[DATA LISTING]
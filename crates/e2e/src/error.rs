//! Error types for the acceptance suite

use thiserror::Error;

use crate::flow::PageState;

#[derive(Error, Debug)]
pub enum SuiteError {
    #[error("target unreachable: {url} (gave up after {attempts} attempt(s))")]
    TargetUnreachable { url: String, attempts: usize },

    #[error("illegal page transition: {from} -> {to}")]
    IllegalTransition { from: PageState, to: PageState },

    #[error("action requires the {required} page but the flow is on {actual}")]
    WrongPage { required: PageState, actual: PageState },

    #[error("invalid date of birth: {day:02}/{month:02}/{year}")]
    InvalidDateOfBirth { day: u8, month: u8, year: u16 },

    #[error("no scenario named '{0}'")]
    ScenarioNotFound(String),

    #[error("driver error: {0}")]
    Driver(#[from] moccona_driver::DriverError),

    #[error("IO error: {0}")]
    Io(#[from] std::io::Error),

    #[error("JSON error: {0}")]
    Json(#[from] serde_json::Error),

    #[error("HTTP error: {0}")]
    Http(#[from] reqwest::Error),
}

pub type SuiteResult<T> = Result<T, SuiteError>;
use tracing::debug;

use crate::structures::ScheduleError;

/// Minimum number of platforms needed so that no arriving train has to wait.
///
/// Both lists are sorted independently: only the sets of arrival and
/// departure instants matter for the overlap count, not which departure
/// belongs to which arrival. When a train arrives at the exact minute another
/// one leaves, the leaving train frees its platform first.
///
/// The input slices are left untouched. An empty schedule needs no platform.
pub fn min_platforms(arrival: &[i32], departure: &[i32]) -> Result<usize, ScheduleError> {
    if arrival.len() != departure.len() {
        return Err(ScheduleError::LengthMismatch {
            arrivals: arrival.len(),
            departures: departure.len(),
        });
    }
    Ok(peak_platforms(arrival, departure))
}

/// Sweep over a schedule whose lists have the same length.
pub(crate) fn peak_platforms(arrival: &[i32], departure: &[i32]) -> usize {
    if arrival.is_empty() {
        return 0;
    }

    let mut arrival = arrival.to_vec();
    let mut departure = departure.to_vec();
    arrival.sort_unstable();
    departure.sort_unstable();

    // The first arrival always takes platform 1. `current` may dip below zero
    // when trains arrive and leave in the same minute.
    let mut current: isize = 1;
    let mut peak: isize = 1;
    let mut i = 1;
    let mut j = 0;

    while i < arrival.len() && j < departure.len() {
        if arrival[i] < departure[j] {
            current += 1;
            i += 1;
            peak = peak.max(current);
        } else {
            current -= 1;
            j += 1;
        }
    }

    debug!("{} trains need {} platforms", arrival.len(), peak);
    peak as usize
}

#[cfg(test)]
mod tests {
    use super::*;

    #[test]
    fn test_six_trains_need_three_platforms() {
        let arrival = [900, 940, 950, 1100, 1500, 1800];
        let departure = [910, 1200, 1120, 1130, 1900, 2000];

        assert_eq!(min_platforms(&arrival, &departure), Ok(3));
    }

    #[test]
    fn test_departure_frees_platform_on_tie() {
        let arrival = [200, 210, 300, 320, 350, 500];
        let departure = [230, 340, 320, 430, 400, 520];

        assert_eq!(min_platforms(&arrival, &departure), Ok(2));
    }

    #[test]
    fn test_single_tie_does_not_add_platform() {
        assert_eq!(min_platforms(&[1000, 1100], &[1100, 1200]), Ok(1));
        assert_eq!(min_platforms(&[1000, 1059], &[1100, 1200]), Ok(2));
    }

    #[test]
    fn test_zero_length_stays() {
        assert_eq!(min_platforms(&[100, 100, 100], &[100, 100, 100]), Ok(1));
    }

    #[test]
    fn test_empty_schedule_needs_no_platform() {
        assert_eq!(min_platforms(&[], &[]), Ok(0));
    }

    #[test]
    fn test_single_train() {
        assert_eq!(min_platforms(&[1200], &[1230]), Ok(1));
    }

    #[test]
    fn test_mismatched_lengths() {
        assert_eq!(
            min_platforms(&[900, 1000], &[930]),
            Err(ScheduleError::LengthMismatch {
                arrivals: 2,
                departures: 1
            })
        );
    }

    #[test]
    fn test_inputs_are_not_sorted_in_place() {
        let arrival = vec![950, 900, 940];
        let departure = vec![1120, 910, 1200];

        let _ = min_platforms(&arrival, &departure);

        assert_eq!(arrival, vec![950, 900, 940]);
        assert_eq!(departure, vec![1120, 910, 1200]);
    }
}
[/DATA LISTING]
Every entry should be transcribed exactly, with nothing omitted.

_EXERCISE RESULT_
filename crates/e2e/src/error.rs
//! Error types for the acceptance suite

use thiserror::Error;

use crate::flow::PageState;

#[derive(Error, Debug)]
pub enum SuiteError {
    #[error("target unreachable: {url} (gave up after {attempts} attempt(s))")]
    TargetUnreachable { url: String, attempts: usize },

    #[error("illegal page transition: {from} -> {to}")]
    IllegalTransition { from: PageState, to: PageState },

    #[error("action requires the {required} page but the flow is on {actual}")]
    WrongPage { required: PageState, actual: PageState },

    #[error("invalid date of birth: {day:02}/{month:02}/{year}")]
    InvalidDateOfBirth { day: u8, month: u8, year: u16 },

    #[error("no scenario named '{0}'")]
    ScenarioNotFound(String),

    #[error("driver error: {0}")]
    Driver(#[from] moccona_driver::DriverError),

    #[error("IO error: {0}")]
    Io(#[from] std::io::Error),

    #[error("JSON error: {0}")]
    Json(#[from] serde_json::Error),

    #[error("HTTP error: {0}")]
    Http(#[from] reqwest::Error),
}

pub type SuiteResult<T> = Result<T, SuiteError>;
use tracing::debug;

use crate::structures::ScheduleError;

/// Minimum number of platforms needed so that no arriving train has to wait.
///
/// Both lists are sorted independently: only the sets of arrival and
/// departure instants matter for the overlap count, not which departure
/// belongs to which arrival. When a train arrives at the exact minute another
/// one leaves, the leaving train frees its platform first.
///
/// The input slices are left untouched. An empty schedule needs no platform.
pub fn min_platforms(arrival: &[i32], departure: &[i32]) -> Result<usize, ScheduleError> {
    if arrival.len() != departure.len() {
        return Err(ScheduleError::LengthMismatch {
            arrivals: arrival.len(),
            departures: departure.len(),
        });
    }
    Ok(peak_platforms(arrival, departure))
}

/// Sweep over a schedule whose lists have the same length.
pub(crate) fn peak_platforms(arrival: &[i32], departure: &[i32]) -> usize {
    if arrival.is_empty() {
        return 0;
    }

    let mut arrival = arrival.to_vec();
    let mut departure = departure.to_vec();
    arrival.sort_unstable();
    departure.sort_unstable();

    // The first arrival always takes platform 1. `current` may dip below zero
    // when trains arrive and leave in the same minute.
    let mut current: isize = 1;
    let mut peak: isize = 1;
    let mut i = 1;
    let mut j = 0;

    while i < arrival.len() && j < departure.len() {
        if arrival[i] < departure[j] {
            current += 1;
            i += 1;
            peak = peak.max(current);
        } else {
            current -= 1;
            j += 1;
        }
    }

    debug!("{} trains need {} platforms", arrival.len(), peak);
    peak as usize
}

#[cfg(test)]
mod tests {
    use super::*;

    #[test]
    fn test_six_trains_need_three_platforms() {
        let arrival = [900, 940, 950, 1100, 1500, 1800];
        let departure = [910, 1200, 1120, 1130, 1900, 2000];

        assert_eq!(min_platforms(&arrival, &departure), Ok(3));
    }

    #[test]
    fn test_departure_frees_platform_on_tie() {
        let arrival = [200, 210, 300, 320, 350, 500];
        let departure = [230, 340, 320, 430, 400, 520];

        assert_eq!(min_platforms(&arrival, &departure), Ok(2));
    }

    #[test]
    fn test_single_tie_does_not_add_platform() {
        assert_eq!(min_platforms(&[1000, 1100], &[1100, 1200]), Ok(1));
        assert_eq!(min_platforms(&[1000, 1059], &[1100, 1200]), Ok(2));
    }

    #[test]
    fn test_zero_length_stays() {
        assert_eq!(min_platforms(&[100, 100, 100], &[100, 100, 100]), Ok(1));
    }

    #[test]
    fn test_empty_schedule_needs_no_platform() {
        assert_eq!(min_platforms(&[], &[]), Ok(0));
    }

    #[test]
    fn test_single_train() {
        assert_eq!(min_platforms(&[1200], &[1230]), Ok(1));
    }

    #[test]
    fn test_mismatched_lengths() {
        assert_eq!(
            min_platforms(&[900, 1000], &[930]),
            Err(ScheduleError::LengthMismatch {
                arrivals: 2,
                departures: 1
            })
        );
    }

    #[test]
    fn test_inputs_are_not_sorted_in_place() {
        let arrival = vec![950, 900, 940];
        let departure = vec![1120, 910, 1200];

        let _ = min_platforms(&arrival, &departure);

        assert_eq!(arrival, vec![950, 900, 940]);
        assert_eq!(departure, vec![1120, 910, 1200]);
    }
}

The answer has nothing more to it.